** Opening Extracted data block **
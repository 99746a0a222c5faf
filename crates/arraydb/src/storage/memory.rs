use std::collections::BTreeMap;

use serde::{Deserialize, Serialize};

use crate::{Entry, Result, Storage};

/// In-memory [`Storage`], ordered by key.
///
/// Serializable with serde, so a populated mapping can be written to any
/// format serde supports and loaded back later.
#[derive(Debug, Default, Clone, PartialEq, Serialize, Deserialize)]
#[serde(transparent)]
pub struct MemoryStorage {
    entries: BTreeMap<String, Entry>,
}

impl MemoryStorage {
    pub fn new() -> Self {
        Self::default()
    }

    #[inline]
    pub fn len(&self) -> usize {
        self.entries.len()
    }

    #[inline]
    pub fn is_empty(&self) -> bool {
        self.entries.is_empty()
    }

    pub fn iter(&self) -> impl Iterator<Item = (&str, &Entry)> {
        self.entries.iter().map(|(key, entry)| (key.as_str(), entry))
    }

    /// Total size in bytes of every raw payload held.
    pub fn payload_bytes(&self) -> usize {
        self.entries
            .values()
            .filter_map(Entry::as_bytes)
            .map(<[u8]>::len)
            .sum()
    }
}

impl Storage for MemoryStorage {
    fn get(&self, key: &str) -> Result<Option<Entry>> {
        Ok(self.entries.get(key).cloned())
    }

    fn set(&mut self, key: &str, entry: Entry) -> Result<()> {
        self.entries.insert(key.to_owned(), entry);
        Ok(())
    }

    fn contains(&self, key: &str) -> Result<bool> {
        Ok(self.entries.contains_key(key))
    }

    fn keys(&self) -> Result<Vec<String>> {
        Ok(self.entries.keys().cloned().collect())
    }

    fn remove(&mut self, key: &str) -> Result<Option<Entry>> {
        Ok(self.entries.remove(key))
    }
}

impl FromIterator<(String, Entry)> for MemoryStorage {
    fn from_iter<T: IntoIterator<Item = (String, Entry)>>(iter: T) -> Self {
        Self {
            entries: iter.into_iter().collect(),
        }
    }
}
** Closing Extracted data block **
# Problem details:
Copy out every record again, letter for letter.

# Answer to this exercise:
repository 99746a0a222c5faf
filename crates/arraydb/src/storage/memory.rs
use std::collections::BTreeMap;

use serde::{Deserialize, Serialize};

use crate::{Entry, Result, Storage};

/// In-memory [`Storage`], ordered by key.
///
/// Serializable with serde, so a populated mapping can be written to any
/// format serde supports and loaded back later.
#[derive(Debug, Default, Clone, PartialEq, Serialize, Deserialize)]
#[serde(transparent)]
pub struct MemoryStorage {
    entries: BTreeMap<String, Entry>,
}

impl MemoryStorage {
    pub fn new() -> Self {
        Self::default()
    }

    #[inline]
    pub fn len(&self) -> usize {
        self.entries.len()
    }

    #[inline]
    pub fn is_empty(&self) -> bool {
        self.entries.is_empty()
    }

    pub fn iter(&self) -> impl Iterator<Item = (&str, &Entry)> {
        self.entries.iter().map(|(key, entry)| (key.as_str(), entry))
    }

    /// Total size in bytes of every raw payload held.
    pub fn payload_bytes(&self) -> usize {
        self.entries
            .values()
            .filter_map(Entry::as_bytes)
            .map(<[u8]>::len)
            .sum()
    }
}

impl Storage for MemoryStorage {
    fn get(&self, key: &str) -> Result<Option<Entry>> {
        Ok(self.entries.get(key).cloned())
    }

    fn set(&mut self, key: &str, entry: Entry) -> Result<()> {
        self.entries.insert(key.to_owned(), entry);
        Ok(())
    }

    fn contains(&self, key: &str) -> Result<bool> {
        Ok(self.entries.contains_key(key))
    }

    fn keys(&self) -> Result<Vec<String>> {
        Ok(self.entries.keys().cloned().collect())
    }

    fn remove(&mut self, key: &str) -> Result<Option<Entry>> {
        Ok(self.entries.remove(key))
    }
}

impl FromIterator<(String, Entry)> for MemoryStorage {
    fn from_iter<T: IntoIterator<Item = (String, Entry)>>(iter: T) -> Self {
        Self {
            entries: iter.into_iter().collect(),
        }
    }
}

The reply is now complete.